1)    Glaring inside jokes. In this case only the people with Vulcan ears understand them
2)    Time travel or time traveling themes
3)    Enemies forming grudging friendships and eventually becoming lovers, I mean friends
4)    Tyler Perry


    I can respect Mr. Abrams for trying to please both Trekkies and normal people at the same time and really can’t complain too much about how he went about it. I will say though that after the first few obvious inside jokes I began to feel awkward about not laughing with everyone else. Eventually I just started laughing along with the Vulcan ears just to fit in, which is pretty sad in itself that I’m trying to fit in with Trekkies. Of course technically this movie isn’t really Star Trek considering that Abrams and Co. disregard almost every bit of Trekkology in their pursuit of an actually palpable movie that people who aren’t fluent in Klingon would enjoy. Sometimes disregarding mythology in favor of a more streamlined plot is a wise choice, but there’s always that one guy who decides to ruin the movie by pointing out all the things wrong with the continuity and portrayals of the characters. Thankfully the use of time travel, black holes, space-time paradoxes, Eric Bana, and alternate universes render those annoying forum junkies impotent by creating an entire alternate universe for the movie to exist in. Maybe if these wannabe Trekkies put on Vulcan ears I might be more inclined to listen to them complain. Or at least I’d laugh along with them.

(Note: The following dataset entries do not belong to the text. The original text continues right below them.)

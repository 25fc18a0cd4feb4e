use reqwest::StatusCode;
use serde::Deserialize;
use std::fmt::{Display, Formatter};
use thiserror::Error;

/// Error payload sent by the Impact server, unwrapped from its
/// `{"error": {...}}` envelope.
#[derive(Deserialize, Debug, Clone)]
pub struct ApiErrorBody {
    #[serde(default)]
    pub code: Option<i64>,
    pub message: String,
}

#[derive(Deserialize)]
pub(crate) struct ApiErrorEnvelope {
    pub error: ApiErrorBody,
}

impl Default for ApiErrorBody {
    fn default() -> Self {
        ApiErrorBody {
            code: None,
            message: "An unknown error occurred".to_string(),
        }
    }
}

impl Display for ApiErrorBody {
    fn fmt(&self, f: &mut Formatter<'_>) -> std::fmt::Result {
        match self.code {
            Some(code) => write!(f, "Code: {}, Message: {}", code, self.message),
            None => write!(f, "Message: {}", self.message),
        }
    }
}

#[derive(Error, Debug)]
pub enum ClientError {
    #[error("Bad session id")]
    BadSessionId,
    #[error("Resource not found: {0}")]
    NotFound(String),
    #[error("Unauthorized access: {0}")]
    Unauthorized(String),
    #[error("Forbidden access: {0}")]
    Forbidden(String),
    #[error("Internal server error: {0}")]
    InternalServerError(String),
    #[error("Api error {status}: {body}")]
    ApiError {
        status: StatusCode,
        body: ApiErrorBody,
    },
    #[error(transparent)]
    Serialization(#[from] serde_json::Error),
    #[error("Unknown Error: {0}")]
    UnknownError(String),
}

impl ClientError {
    pub fn status(&self) -> Option<StatusCode> {
        match self {
            ClientError::NotFound(_) => Some(StatusCode::NOT_FOUND),
            ClientError::Unauthorized(_) => Some(StatusCode::UNAUTHORIZED),
            ClientError::Forbidden(_) => Some(StatusCode::FORBIDDEN),
            ClientError::InternalServerError(_) => Some(StatusCode::INTERNAL_SERVER_ERROR),
            ClientError::ApiError { status, .. } => Some(*status),
            _ => None,
        }
    }

    pub fn is_login_error(&self) -> bool {
        matches!(
            self,
            ClientError::Unauthorized(_) | ClientError::Forbidden(_) | ClientError::BadSessionId
        )
    }

    /// Builds the error matching `status` from a raw response body.
    pub(crate) fn from_response(status: StatusCode, text: &str) -> Self {
        let body = serde_json::from_str::<ApiErrorEnvelope>(text)
            .map(|envelope| envelope.error)
            .unwrap_or_else(|_| ApiErrorBody {
                code: None,
                message: text.to_string(),
            });
        match status {
            StatusCode::NOT_FOUND => ClientError::NotFound(body.message),
            StatusCode::UNAUTHORIZED => ClientError::Unauthorized(body.message),
            StatusCode::FORBIDDEN => ClientError::Forbidden(body.message),
            StatusCode::INTERNAL_SERVER_ERROR => ClientError::InternalServerError(body.message),
            _ => ClientError::ApiError { status, body },
        }
    }
}

#[cfg(test)]
mod tests {
    use super::*;

    #[test]
    fn parses_impact_error_envelope() {
        let text = r#"{"error": {"message": "Workspace does not exist", "code": 12003}}"#;
        let err = ClientError::from_response(StatusCode::BAD_REQUEST, text);

        match err {
            ClientError::ApiError { status, body } => {
                assert_eq!(status, StatusCode::BAD_REQUEST);
                assert_eq!(body.code, Some(12003));
                assert_eq!(body.message, "Workspace does not exist");
            }
            other => panic!("Unexpected error: {other:?}"),
        }
    }

    #[test]
    fn falls_back_to_raw_body() {
        let err = ClientError::from_response(StatusCode::NOT_FOUND, "no route");

        assert!(matches!(err, ClientError::NotFound(ref msg) if msg == "no route"));
        assert_eq!(err.status(), Some(StatusCode::NOT_FOUND));
    }

    #[test]
    fn login_errors() {
        assert!(ClientError::Unauthorized(String::new()).is_login_error());
        assert!(ClientError::BadSessionId.is_login_error());
        assert!(!ClientError::UnknownError(String::new()).is_login_error());
    }
}
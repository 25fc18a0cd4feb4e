use std::sync::Arc;

use derive_new::new;

use crate::error::{FailureKind, OperationError};
use crate::operations::base::{AsyncInfo, AsyncOperation, EntityFactory, Operation, location_id};
use crate::operations::service::OperationService;
use crate::operations::status::AsyncOperationStatus;

#[derive(Debug, Clone, PartialEq, new)]
pub struct ExternalResultArgs {
    pub result_id: String,
}

/// Tracks the upload of a result file produced outside of Impact.
pub struct ExternalResultImportOperation<E> {
    location: String,
    service: Arc<dyn OperationService>,
    create_entity: EntityFactory<ExternalResultArgs, E>,
}

impl<E> ExternalResultImportOperation<E> {
    pub fn new(
        location: impl Into<String>,
        service: Arc<dyn OperationService>,
        create_entity: EntityFactory<ExternalResultArgs, E>,
    ) -> Self {
        Self {
            location: location.into(),
            service,
            create_entity,
        }
    }

    fn info(&self) -> Result<AsyncInfo, OperationError> {
        AsyncInfo::parse(self.service.import_status(&self.location)?)
    }
}

impl<E> Operation for ExternalResultImportOperation<E> {
    type Status = AsyncOperationStatus;
    type Entity = E;

    fn id(&self) -> &str {
        location_id(&self.location)
    }

    fn name(&self) -> &'static str {
        "Result import"
    }

    fn status(&self) -> Result<AsyncOperationStatus, OperationError> {
        Ok(self.info()?.status)
    }

    fn data(&self) -> Result<E, OperationError> {
        self.info()?.ensure_succeeded(FailureKind::ExternalResultImport)?;
        let result = self.service.external_result_get(self.id())?;
        Ok((self.create_entity)(ExternalResultArgs::new(result.id)))
    }

    fn cancel(&self) -> Result<(), OperationError> {
        Err(OperationError::cancel_not_supported())
    }
}

impl<E> AsyncOperation for ExternalResultImportOperation<E> {}

location_operation_traits!(ExternalResultImportOperation, "Result import");
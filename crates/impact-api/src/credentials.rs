use serde::Serialize;
use std::path::{Path, PathBuf};
use std::str::FromStr;

pub const API_KEY_ENV: &str = "MODELON_IMPACT_CLIENT_API_KEY";

/// Credentials to connect to the Impact server
#[derive(Serialize, Debug, Clone)]
pub struct ImpactCredentials {
    #[serde(rename = "secretKey")]
    api_key: String,
}

impl ImpactCredentials {
    pub fn new(api_key: impl Into<String>) -> Self {
        Self {
            api_key: api_key.into(),
        }
    }

    /// Creates a new instance of `ImpactCredentials` from environment variables.
    ///
    /// An unset or blank variable yields `None`.
    pub fn from_env() -> Option<Self> {
        Self::from_value(&std::env::var(API_KEY_ENV).ok()?)
    }

    /// Reads the key stored in `~/.impact/api.key`, if any.
    pub fn from_key_file() -> Option<Self> {
        Self::read_key_file(&key_file_path()?)
    }

    /// Looks up the key in the environment first, then in the key file.
    pub fn discover() -> Option<Self> {
        let env_key = std::env::var(API_KEY_ENV).ok();
        Self::resolve(env_key.as_deref(), key_file_path().as_deref())
    }

    fn from_value(value: &str) -> Option<Self> {
        value.trim().parse().ok()
    }

    fn read_key_file(path: &Path) -> Option<Self> {
        Self::from_value(&std::fs::read_to_string(path).ok()?)
    }

    fn resolve(env_key: Option<&str>, key_file: Option<&Path>) -> Option<Self> {
        env_key
            .and_then(Self::from_value)
            .or_else(|| key_file.and_then(Self::read_key_file))
    }

    pub fn api_key(&self) -> &str {
        &self.api_key
    }
}

fn key_file_path() -> Option<PathBuf> {
    let home = std::env::var_os("HOME").or_else(|| std::env::var_os("USERPROFILE"))?;
    Some(PathBuf::from(home).join(".impact").join("api.key"))
}

impl FromStr for ImpactCredentials {
    type Err = String;

    fn from_str(s: &str) -> Result<Self, Self::Err> {
        if s.is_empty() {
            Err("API key cannot be empty".to_string())
        } else {
            Ok(Self::new(s))
        }
    }
}

#[cfg(test)]
mod tests {
    use super::*;

    #[test]
    fn rejects_empty_key() {
        assert!("".parse::<ImpactCredentials>().is_err());
        assert_eq!(
            "abc".parse::<ImpactCredentials>().unwrap().api_key(),
            "abc"
        );
    }

    struct KeyDir(PathBuf);

    impl KeyDir {
        fn with_key(name: &str, contents: &str) -> Self {
            let dir = std::env::temp_dir().join(format!(
                "impact-credentials-{name}-{}",
                std::process::id()
            ));
            std::fs::create_dir_all(&dir).unwrap();
            std::fs::write(dir.join("api.key"), contents).unwrap();
            Self(dir)
        }

        fn key_file(&self) -> PathBuf {
            self.0.join("api.key")
        }
    }

    impl Drop for KeyDir {
        fn drop(&mut self) {
            let _ = std::fs::remove_dir_all(&self.0);
        }
    }

    #[test]
    fn blank_env_key_falls_back_to_key_file() {
        let dir = KeyDir::with_key("blank", "file-key\n");
        let key_file = dir.key_file();

        for env_key in [Some(""), Some("   "), None] {
            let creds = ImpactCredentials::resolve(env_key, Some(key_file.as_path())).unwrap();
            assert_eq!(creds.api_key(), "file-key");
        }
    }

    #[test]
    fn env_key_wins_over_key_file() {
        let dir = KeyDir::with_key("env", "file-key");
        let key_file = dir.key_file();

        let creds = ImpactCredentials::resolve(Some("env-key"), Some(key_file.as_path())).unwrap();
        assert_eq!(creds.api_key(), "env-key");
    }

    #[test]
    fn no_key_anywhere() {
        let dir = KeyDir::with_key("empty", "");
        let key_file = dir.key_file();
        let missing = dir.0.join("missing.key");

        assert!(ImpactCredentials::resolve(Some(""), Some(key_file.as_path())).is_none());
        assert!(ImpactCredentials::resolve(None, Some(missing.as_path())).is_none());
        assert!(ImpactCredentials::resolve(None, None).is_none());
    }

    #[test]
    fn serializes_as_login_body() {
        let body = serde_json::to_value(ImpactCredentials::new("key")).unwrap();
        assert_eq!(body, serde_json::json!({ "secretKey": "key" }));
    }
}
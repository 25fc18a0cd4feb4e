//! Client for the Modelon Impact simulation service.
//!
//! Long running server side work (compilations, experiment executions,
//! imports, exports) is represented by operations, see [`operations`].

mod client;
pub mod config;
pub mod entities;
pub mod error;
pub mod operations;

pub use crate::client::ImpactClient;
pub use crate::config::{ImpactClientConfig, ImpactClientConfigBuilder};
pub use crate::error::{FailureKind, ImpactClientError, OperationError};

pub use impact_api::schemas::CompilationInput;
pub use impact_api::{ClientError, ImpactCredentials};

    Moving onto the subject of Kirk and Spock’s close friendship I’ll go ahead and avoid lynch mobs of Vulcan ears by not getting too detailed about their “closeness.” Then again I can’t help, but point out that the little tryst between Spock and Uhura seemed like it was sort of hastily tacked on at the last minute. Maybe they realized there were a few too many Top Gun moments between Kirk and Spock that needed to be offset by someone didn’t have a penis (I assume Vulcans have those).
    Thankfully Tyler Perry was there to offset the awkward guy moments by bringing a touch of his trademark sassiness. No, calm down he wasn’t wearing his Madea fat suit while playing a Federation Fleet Admiral, but you could just see in his eyes the mad black lady just itching to unleash itself on the Star Trek universe. Admittedly the one black female character might not be sassy enough for many people, but props must be given to J.J. Abrams for making the difficult decision to tone the sass in favor of coherent dialogue and logical progression to the plot. Fleet Admiral Perry, are you taking notes?